• Work task:
Look through the entries for the string "detected" and copy every line where it shows up.

Dataset entries
*** Block opens ***

impl Authenticator {
    pub fn new(
        service: impl Into<String>,
        base_url: impl Into<String>,
        credentials: Arc<Credentials>,
        config: AuthenticatorConfig,
    ) -> Result<Self, AuthError> {
        let client = reqwest::Client::builder()
            .timeout(config.timeout)
            .danger_accept_invalid_certs(!config.verify_tls)
            .build()
            .map_err(|e| AuthError::Request(format!("Failed to build HTTP client: {}", e)))?;

        let base_url: String = base_url.into();

        Ok(Self {
            service: service.into(),
            base_url: base_url.trim_end_matches('/').to_string(),
            credentials,
            config,
            client,
            state: RwLock::new(AuthenticatorState::default()),
            refresh_lock: Mutex::new(()),
            basic_fallback_used: AtomicBool::new(false),
        })
    }

    pub fn service(&self) -> &str {
        &self.service
    }

    pub fn base_url(&self) -> &str {
        &self.base_url
    }

    pub fn detect_method(&self) -> AuthMethod {
        AuthMethod::detect(&self.credentials)
    }

    /// Method that produced the current token, if any
    pub async fn method(&self) -> Option<AuthMethod> {
        self.state.read().await.method
    }

    /// Run the handshake for `method` (detected when `None`) and install the token.
    ///
    /// Never retries: on failure the previous state is left untouched.
    pub async fn authenticate(&self, method: Option<AuthMethod>) -> Result<Token, AuthError> {
        let method = method.unwrap_or_else(|| self.detect_method());

        let token = match self.handshake(method).await {
            Ok(token) => token,
            Err(e) => {
                tracing::error!(service = %self.service, %method, error = %e, "Authentication failed");
                return Err(e);
            }
        };

        self.install(method, token.clone()).await;
        tracing::info!(service = %self.service, %method, "Authenticated");
        Ok(token)
    }

    /// Cold-start authentication with the one-time Basic fallback.
    ///
    /// When the detected method fails and a username is available, Basic is
    /// tried once for the lifetime of this authenticator.
    pub async fn authenticate_with_fallback(&self) -> Result<Token, AuthError> {
        let method = self.detect_method();

        match self.authenticate(Some(method)).await {
            Ok(token) => Ok(token),
            Err(e)
                if method != AuthMethod::Basic
                    && self.credentials.has_basic()
                    && !self.basic_fallback_used.swap(true, Ordering::SeqCst) =>
            {
                tracing::warn!(
                    service = %self.service,
                    %method,
                    error = %e,
                    "Falling back to basic authentication"
                );
                self.authenticate(Some(AuthMethod::Basic)).await
            }
            Err(e) => Err(e),
        }
    }

    pub async fn is_token_valid(&self) -> bool {
        self.state
            .read()
            .await
            .is_valid_at(Utc::now(), self.config.revalidate_after)
    }

    pub async fn get_auth_headers(&self) -> Result<HeaderMap, AuthError> {
        let authorization = {
            let state = self.state.read().await;
            state
                .current_token
                .as_ref()
                .ok_or(AuthError::NotAuthenticated)?
                .authorization()
        };

        let mut value = HeaderValue::from_str(&authorization)
            .map_err(|e| AuthError::InvalidResponse(format!("Token is not a valid header: {}", e)))?;
        value.set_sensitive(true);

        let mut headers = HeaderMap::new();
        headers.insert(AUTHORIZATION, value);
        headers.insert(ACCEPT, HeaderValue::from_static("application/json"));
        if let Ok(agent) = HeaderValue::from_str(&self.config.user_agent) {
            headers.insert(USER_AGENT, agent);
        }
        Ok(headers)
    }

    /// Replace the current token.
    ///
    /// Uses the OAuth2 refresh grant when the token carries a refresh secret,
    /// otherwise re-runs the handshake with the method used last time.
    pub async fn refresh(&self) -> Result<Token, AuthError> {
        let _guard = self.refresh_lock.lock().await;

        let (method, refresh_secret) = {
            let state = self.state.read().await;
            (
                state.method,
                state
                    .current_token
                    .as_ref()
                    .and_then(|t| t.refresh_secret.clone()),
            )
        };

        if let Some(refresh_secret) = refresh_secret {
            match handshake::refresh_grant(
                &self.client,
                &self.config,
                &self.base_url,
                &self.credentials,
                &refresh_secret,
            )
            .await
            {
                Ok(token) => {
                    self.install(AuthMethod::OAuth2ClientCredentials, token.clone())
                        .await;
                    tracing::debug!(service = %self.service, "Token refreshed via refresh grant");
                    return Ok(token);
                }
                Err(e) => {
                    tracing::warn!(
                        service = %self.service,
                        error = %e,
                        "Refresh grant failed, re-authenticating"
                    );
                }
            }
        }

        self.authenticate(method).await
    }

    /// Make sure a usable token exists, then probe with it.
    pub async fn test_authentication(&self) -> ServiceAuthStatus {
        let mut status = ServiceAuthStatus {
            authenticated: false,
            method: None,
            status_code: None,
            scheme: None,
            expires_at: None,
            error: None,
        };

        if let Err(e) = self.ensure_token().await {
            status.method = self.method().await;
            status.error = Some(e.to_string());
            return status;
        }

        {
            let state = self.state.read().await;
            status.method = state.method;
            status.scheme = state.current_token.as_ref().map(|t| t.scheme);
            status.expires_at = state.current_token.as_ref().and_then(|t| t.expires_at);
        }

        let headers = match self.get_auth_headers().await {
            Ok(headers) => headers,
            Err(e) => {
                status.error = Some(e.to_string());
                return status;
            }
        };

        let url = join_url(&self.base_url, &self.config.probe_path);
        match self.client.get(&url).headers(headers).send().await {
            Ok(response) => {
                let code = response.status().as_u16();
                status.status_code = Some(code);
                status.authenticated = ACCEPTED_PROBE_STATUSES.contains(&code);
                if !status.authenticated {
                    status.error = Some(format!("probe returned {}", code));
                }
            }
            Err(e) => status.error = Some(e.to_string()),
        }

        status
    }

    /// Check which of the known authentication endpoints answer at all.
    pub async fn discover_auth_endpoints(&self) -> BTreeMap<String, EndpointStatus> {
        let mut known = vec![
            ("probe".to_string(), self.config.probe_path.clone()),
            (
                "gateway_info".to_string(),
                self.config.gateway_probe_path.clone(),
            ),
        ];
        for (i, endpoint) in self.config.token_endpoints.iter().enumerate() {
            known.push((format!("oauth2_token_{}", i), endpoint.clone()));
        }

        let mut discovered = BTreeMap::new();
        for (name, path) in known {
            let url = join_url(&self.base_url, &path);
            let status = match self
                .client
                .get(&url)
                .timeout(DISCOVERY_TIMEOUT)
                .send()
                .await
            {
                Ok(response) => {
                    let code = response.status().as_u16();
                    EndpointStatus {
                        url,
                        status_code: Some(code),
                        available: matches!(code, 200 | 401 | 403 | 404),
                        error: None,
                    }
                }
                Err(e) => EndpointStatus {
                    url,
                    status_code: None,
                    available: false,
                    error: Some(e.to_string()),
                },
            };
            discovered.insert(name, status);
        }

        discovered
    }

    async fn ensure_token(&self) -> Result<(), AuthError> {
        if self.is_token_valid().await {
            return Ok(());
        }
        let has_token = self.state.read().await.current_token.is_some();
        if has_token {
            self.refresh().await?;
        } else {
            self.authenticate_with_fallback().await?;
        }
        Ok(())
    }

    async fn handshake(&self, method: AuthMethod) -> Result<Token, AuthError> {
        match method {
            AuthMethod::Basic => {
                if !self.credentials.has_basic() {
                    return Err(AuthError::authentication(method, "username not provided"));
                }
                let encoded = STANDARD.encode(format!(
                    "{}:{}",
                    self.credentials.username(),
                    self.credentials.password()
                ));
                let token = Token::static_token(encoded, TokenScheme::Basic);
                self.probe(method, &self.config.probe_path, &token).await?;
                Ok(token)
            }
            AuthMethod::BearerToken | AuthMethod::GatewayToken => {
                let secret = self
                    .credentials
                    .opaque_token()
                    .ok_or_else(|| AuthError::authentication(method, "token not provided"))?;
                let token = Token::static_token(secret.to_string(), TokenScheme::Bearer);
                let probe_path = if method == AuthMethod::GatewayToken {
                    &self.config.gateway_probe_path
                } else {
                    &self.config.probe_path
                };
                self.probe(method, probe_path, &token).await?;
                Ok(token)
            }
            AuthMethod::OAuth2ClientCredentials => {
                handshake::client_credentials(
                    &self.client,
                    &self.config,
                    &self.base_url,
                    &self.credentials,
                )
                .await
            }
            AuthMethod::Saml => Err(AuthError::authentication(
                method,
                "SAML requires interactive browser SSO, which is not supported",
            )),
            AuthMethod::Kerberos => Err(AuthError::authentication(
                method,
                "Kerberos ticket acquisition is not supported for non-interactive use",
            )),
        }
    }

    async fn probe(&self, method: AuthMethod, path: &str, token: &Token) -> Result<u16, AuthError> {
        let url = join_url(&self.base_url, path);
        handshake::probe(&self.client, &self.config, &url, method, &token.authorization()).await
    }

    async fn install(&self, method: AuthMethod, token: Token) {
        let mut state = self.state.write().await;
        *state = AuthenticatorState {
            method: Some(method),
            current_token: Some(token),
            last_auth_time: Some(Utc::now()),
        };
    }
}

*** Block closes ***

• Output for this exercise:
    /// Run the handshake for `method` (detected when `None`) and install the token.
    /// When the detected method fails and a username is available, Basic is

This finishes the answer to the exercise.